Comme Shakespeare et Shan Sa le soulignent en avant-propos de ce qui va suivre, le théâtre offre de multiples formes de scènes de masque et de scènes où le jeu finit par être démasqué. De Richard III à Marivaux, de Brecht à Molière le passage par le masque est un jeu parfois amoureux, parfois politique, parfois très intime, parfois sur-joué, parfois protecteur, parfois poignard.
On doit aux travaux des psychologues (Castro, 2012) d’avoir cherché à comprendre le sens et les fonctions du mensonge et du masque dans le développement humain et tenté de montrer pourquoi le mensonge est inhérent à la vie en société. Il n’est donc pas surprenant que le théâtre, qui peut être considéré comme un « miroir grossissant » des interactions humaines, mette en scène, quels que soient les genres du dramatique, des personnages qui pratiquent le mensonge sous diverses formes (feintes, fourberies, ruses, dissimulations…). On pense aux affabulations de Dorante dans Le Menteur de Corneille, à celles de Matamore dans l’Illusion comique, aux stratégies mensongères de Iago dans Othello de W. Shakespeare, aux manipulations monstrueuses mais si humaines d’un Richard III, aux ruses de Scapin dans Les Fourberies de Molière, à l’hypocrisie d’un Tartuffe dans la pièce du même Molière, aux mensonges de Victor et à ceux de son père dans Victor ou les enfants au pouvoir de Vitrac, etc. Ils apportent la preuve que « L’homme est avant tout un animal mendax », comme le rappelle Guido Almansi, à la suite de saint Augustin, de Montaigne ou de J.-J. Rousseau. Ce dernier précise dans une de ses Rêveries : « Mentir pour son avantage à soi-même est imposture, mentir pour l’avantage d’autrui est fraude, mentir pour nuire est calomnie ; c’est la pire espèce de mensonge. Mentir sans profit ni préjudice de soi ni d’autrui n’est pas mentir : ce n’est pas mensonge, c’est fiction ».

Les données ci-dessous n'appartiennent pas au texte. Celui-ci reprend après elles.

//! # Campus Passkey Service
//!
//! Server entry point: logging, configuration, state, the periodic
//! challenge-eviction task, and the HTTP listener.

use axum::http::HeaderValue;
use campus_passkey::config::Config;
use campus_passkey::handlers;
use campus_passkey::state::AppState;
use tower_http::cors::{Any, CorsLayer};
use tower_http::trace::TraceLayer;
use tracing_subscriber::{layer::SubscriberExt, util::SubscriberInitExt};

#[tokio::main]
async fn main() -> anyhow::Result<()> {
    tracing_subscriber::registry()
        .with(
            tracing_subscriber::EnvFilter::try_from_default_env()
                .unwrap_or_else(|_| "info,campus_passkey=debug".into()),
        )
        .with(tracing_subscriber::fmt::layer())
        .init();

    let config = Config::from_env()?;
    tracing::info!("Configuration loaded: {:?}", config);

    let app_state = AppState::new(&config).await?;
    tracing::info!("Application state initialized");

    // Expired challenges are already invisible to `take`; this task keeps
    // the table from accumulating abandoned ceremonies.
    let challenges = app_state.ceremonies.challenges().clone();
    tokio::spawn(async move {
        let mut interval = tokio::time::interval(std::time::Duration::from_secs(60));
        loop {
            interval.tick().await;
            match challenges.evict_expired().await {
                Ok(0) => {}
                Ok(n) => tracing::debug!("Evicted {} expired challenges", n),
                Err(e) => tracing::error!("Challenge eviction failed: {:?}", e),
            }
        }
    });

    // Only the portal client's origin may call this API from a browser.
    let cors = CorsLayer::new()
        .allow_origin(config.rp_origin.parse::<HeaderValue>()?)
        .allow_methods(Any)
        .allow_headers(Any);

    let app = handlers::router(app_state)
        .layer(cors)
        .layer(TraceLayer::new_for_http());

    let bind_addr = config.bind_address();
    tracing::info!("Starting server on {}", bind_addr);

    let listener = tokio::net::TcpListener::bind(&bind_addr).await?;
    axum::serve(listener, app).await?;

    Ok(())
}
//! # WebAuthn API Types
//!
//! Request/response shapes for the ceremony endpoints. Field names follow
//! the W3C WebAuthn JSON conventions (`rawId`, `clientDataJSON`, ...) so the
//! browser-side `navigator.credentials` payloads deserialize directly.

use serde::{Deserialize, Serialize};

/// Options descriptor returned by `startRegistration`, consumed by the
/// client's `navigator.credentials.create()` call.
#[derive(Debug, Clone, Serialize)]
#[serde(rename_all = "camelCase")]
pub struct RegistrationOptions {
    /// base64url challenge bytes.
    pub challenge: String,
    pub rp: RelyingParty,
    pub user: UserEntity,
    pub pub_key_cred_params: Vec<PubKeyCredParam>,
    /// Client-side ceremony timeout, milliseconds.
    pub timeout: u32,
    /// Always "none": this service does not validate attestation chains.
    pub attestation: &'static str,
    pub authenticator_selection: AuthenticatorSelection,
    /// Credentials the subject already registered, so the authenticator
    /// refuses to create a duplicate.
    pub exclude_credentials: Vec<CredentialDescriptor>,
}

/// Options descriptor returned by `startAuthentication`, consumed by
/// `navigator.credentials.get()`.
#[derive(Debug, Clone, Serialize)]
#[serde(rename_all = "camelCase")]
pub struct AuthenticationOptions {
    pub challenge: String,
    pub rp_id: String,
    pub timeout: u32,
    pub user_verification: &'static str,
    /// The subject's known credential IDs so the authenticator can pick
    /// the right key. May be empty for a subject with no passkeys; the
    /// finish step reports the failure in that case.
    pub allow_credentials: Vec<CredentialDescriptor>,
}

#[derive(Debug, Clone, Serialize)]
pub struct RelyingParty {
    pub id: String,
    pub name: String,
}

#[derive(Debug, Clone, Serialize)]
#[serde(rename_all = "camelCase")]
pub struct UserEntity {
    /// base64url of the subject identifier bytes.
    pub id: String,
    pub name: String,
    pub display_name: String,
}

#[derive(Debug, Clone, Serialize)]
pub struct PubKeyCredParam {
    #[serde(rename = "type")]
    pub ty: &'static str,
    /// COSE algorithm identifier; -7 is ES256.
    pub alg: i32,
}

#[derive(Debug, Clone, Serialize)]
#[serde(rename_all = "camelCase")]
pub struct AuthenticatorSelection {
    pub user_verification: &'static str,
    /// "platform" prefers built-in biometric sensors over roaming keys.
    pub authenticator_attachment: &'static str,
}

#[derive(Debug, Clone, Serialize)]
pub struct CredentialDescriptor {
    #[serde(rename = "type")]
    pub ty: &'static str,
    /// base64url credential ID.
    pub id: String,
    #[serde(skip_serializing_if = "Option::is_none")]
    pub transports: Option<Vec<String>>,
}

/// Attestation response produced by `navigator.credentials.create()`.
#[derive(Debug, Clone, Serialize, Deserialize)]
pub struct RegistrationResponse {
    /// base64url credential ID.
    pub id: String,
    #[serde(rename = "rawId")]
    pub raw_id: String,
    pub response: AttestationPayload,
}

#[derive(Debug, Clone, Serialize, Deserialize)]
pub struct AttestationPayload {
    #[serde(rename = "clientDataJSON")]
    pub client_data_json: String,
    #[serde(rename = "attestationObject")]
    pub attestation_object: String,
    #[serde(default)]
    pub transports: Option<Vec<String>>,
}

/// Assertion response produced by `navigator.credentials.get()`.
#[derive(Debug, Clone, Serialize, Deserialize)]
pub struct AuthenticationResponse {
    pub id: String,
    #[serde(rename = "rawId")]
    pub raw_id: String,
    pub response: AssertionPayload,
}

#[derive(Debug, Clone, Serialize, Deserialize)]
pub struct AssertionPayload {
    #[serde(rename = "clientDataJSON")]
    pub client_data_json: String,
    #[serde(rename = "authenticatorData")]
    pub authenticator_data: String,
    /// DER-encoded ECDSA signature, base64url.
    pub signature: String,
    #[serde(rename = "userHandle", default)]
    pub user_handle: Option<String>,
}

// Request bodies for the finish endpoints.

#[derive(Debug, Deserialize)]
pub struct RegisterFinishRequest {
    pub subject: String,
    pub response: RegistrationResponse,
}

#[derive(Debug, Deserialize)]
pub struct AuthFinishRequest {
    pub subject: String,
    pub response: AuthenticationResponse,
}

/// Query parameters for the start endpoints.
#[derive(Debug, Deserialize)]
pub struct StartParams {
    #[serde(default)]
    pub subject: Option<String>,
}

/// Credential metadata returned by the listing endpoint. Public key bytes
/// stay server-side.
#[derive(Debug, Serialize)]
pub struct CredentialSummary {
    pub id: String,
    pub transports: Option<Vec<String>>,
    pub created_at: String,
    pub last_used_at: Option<String>,
}
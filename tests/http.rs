//! Handler-level tests: route wiring, status codes, and the JSON error
//! envelope.

use axum::body::Body;
use axum::http::{Request, StatusCode};
use http_body_util::BodyExt;
use sqlx::sqlite::SqlitePoolOptions;
use tower::ServiceExt;

use campus_passkey::config::Config;
use campus_passkey::db::{ChallengeStore, CredentialStore};
use campus_passkey::handlers;
use campus_passkey::state::AppState;
use campus_passkey::webauthn::CeremonyManager;

async fn app() -> axum::Router {
    let pool = SqlitePoolOptions::new()
        .max_connections(1)
        .connect("sqlite::memory:")
        .await
        .unwrap();
    sqlx::migrate!("./migrations").run(&pool).await.unwrap();

    let config = Config {
        host: "127.0.0.1".into(),
        port: 0,
        database_url: "sqlite::memory:".into(),
        rp_id: "localhost".into(),
        rp_origin: "http://localhost:5173".into(),
        rp_name: "Campus Academic System".into(),
        challenge_ttl_secs: 300,
    };
    let ceremonies = CeremonyManager::new(
        &config,
        ChallengeStore::new(pool.clone()),
        CredentialStore::new(pool.clone()),
    );

    handlers::router(AppState { db: pool, ceremonies })
}

async fn body_json(response: axum::response::Response) -> serde_json::Value {
    let bytes = response.into_body().collect().await.unwrap().to_bytes();
    serde_json::from_slice(&bytes).unwrap()
}

#[tokio::test]
async fn health_endpoint_responds() {
    let app = app().await;

    let response = app
        .oneshot(Request::get("/health").body(Body::empty()).unwrap())
        .await
        .unwrap();

    assert_eq!(response.status(), StatusCode::OK);
    let body = body_json(response).await;
    assert_eq!(body["status"], "healthy");
}

#[tokio::test]
async fn register_start_returns_options() {
    let app = app().await;

    let response = app
        .oneshot(
            Request::get("/webauthn/register/start?subject=S1")
                .body(Body::empty())
                .unwrap(),
        )
        .await
        .unwrap();

    assert_eq!(response.status(), StatusCode::OK);
    let body = body_json(response).await;
    assert_eq!(body["rp"]["id"], "localhost");
    assert_eq!(body["user"]["name"], "S1");
    assert_eq!(body["attestation"], "none");
    assert_eq!(body["authenticatorSelection"]["userVerification"], "required");
    assert!(body["challenge"].as_str().unwrap().len() >= 43); // 32 bytes base64url
}

#[tokio::test]
async fn register_start_without_subject_is_bad_request() {
    let app = app().await;

    let response = app
        .oneshot(
            Request::get("/webauthn/register/start")
                .body(Body::empty())
                .unwrap(),
        )
        .await
        .unwrap();

    assert_eq!(response.status(), StatusCode::BAD_REQUEST);
    let body = body_json(response).await;
    assert_eq!(body["ok"], false);
}

#[tokio::test]
async fn auth_start_includes_allow_credentials() {
    let app = app().await;

    let response = app
        .oneshot(
            Request::get("/webauthn/auth/start?subject=S1")
                .body(Body::empty())
                .unwrap(),
        )
        .await
        .unwrap();

    assert_eq!(response.status(), StatusCode::OK);
    let body = body_json(response).await;
    assert_eq!(body["rpId"], "localhost");
    assert_eq!(body["userVerification"], "required");
    assert!(body["allowCredentials"].as_array().unwrap().is_empty());
}

#[tokio::test]
async fn auth_finish_without_start_is_unauthorized() {
    let app = app().await;

    let request_body = serde_json::json!({
        "subject": "S1",
        "response": {
            "id": "AAAA",
            "rawId": "AAAA",
            "response": {
                "clientDataJSON": "AAAA",
                "authenticatorData": "AAAA",
                "signature": "AAAA",
            },
        },
    });

    let response = app
        .oneshot(
            Request::post("/webauthn/auth/finish")
                .header("content-type", "application/json")
                .body(Body::from(request_body.to_string()))
                .unwrap(),
        )
        .await
        .unwrap();

    assert_eq!(response.status(), StatusCode::UNAUTHORIZED);
    let body = body_json(response).await;
    assert_eq!(body["ok"], false);
    assert!(body["error"].as_str().unwrap().contains("no ceremony"));
}

#[tokio::test]
async fn register_finish_without_start_is_bad_request() {
    let app = app().await;

    let request_body = serde_json::json!({
        "subject": "S1",
        "response": {
            "id": "AAAA",
            "rawId": "AAAA",
            "response": {
                "clientDataJSON": "AAAA",
                "attestationObject": "AAAA",
            },
        },
    });

    let response = app
        .oneshot(
            Request::post("/webauthn/register/finish")
                .header("content-type", "application/json")
                .body(Body::from(request_body.to_string()))
                .unwrap(),
        )
        .await
        .unwrap();

    assert_eq!(response.status(), StatusCode::BAD_REQUEST);
    let body = body_json(response).await;
    assert_eq!(body["ok"], false);
}

#[tokio::test]
async fn credentials_listing_starts_empty() {
    let app = app().await;

    let response = app
        .oneshot(
            Request::get("/webauthn/credentials?subject=S1")
                .body(Body::empty())
                .unwrap(),
        )
        .await
        .unwrap();

    assert_eq!(response.status(), StatusCode::OK);
    let body = body_json(response).await;
    assert!(body.as_array().unwrap().is_empty());
}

Travestissement, double-jeu, trouble-jeu, mensonges, manipulations ne sont jamais loin les uns des autres. Mais passer sur scène par le jeu des faux-semblants est l’occasion idéale pour démasquer les monstres, accéder à la vérité, sonder l’âme. Et tout se peut au théâtre, grâce à une simple convention, celle de la lentille grossissante, comme chez Marivaux, par exemple. Le mensonge, la convention, l’illusion habituelle du théâtre sont dépassés, surpassés par un « sur-mensonge », une « sur-convention », une « sur-réalité », une illusion perfectionnée chez ce dernier. Marivaux a rajouté au système optique du théâtre une autre lentille grossissante par les procédés et par le thème qu’il emploie. Par l’utilisation du mensonge, par l’atmosphère dans laquelle il a placé ses personnages, l’hypocrisie qu’il leur inocule, Marivaux a porté à un point d’excellence jamais atteint jusqu’alors cette convention raffinée au point d’être dépouillée de tout réalisme, jusqu’à la notion du symbole dixit Louis Jouvet).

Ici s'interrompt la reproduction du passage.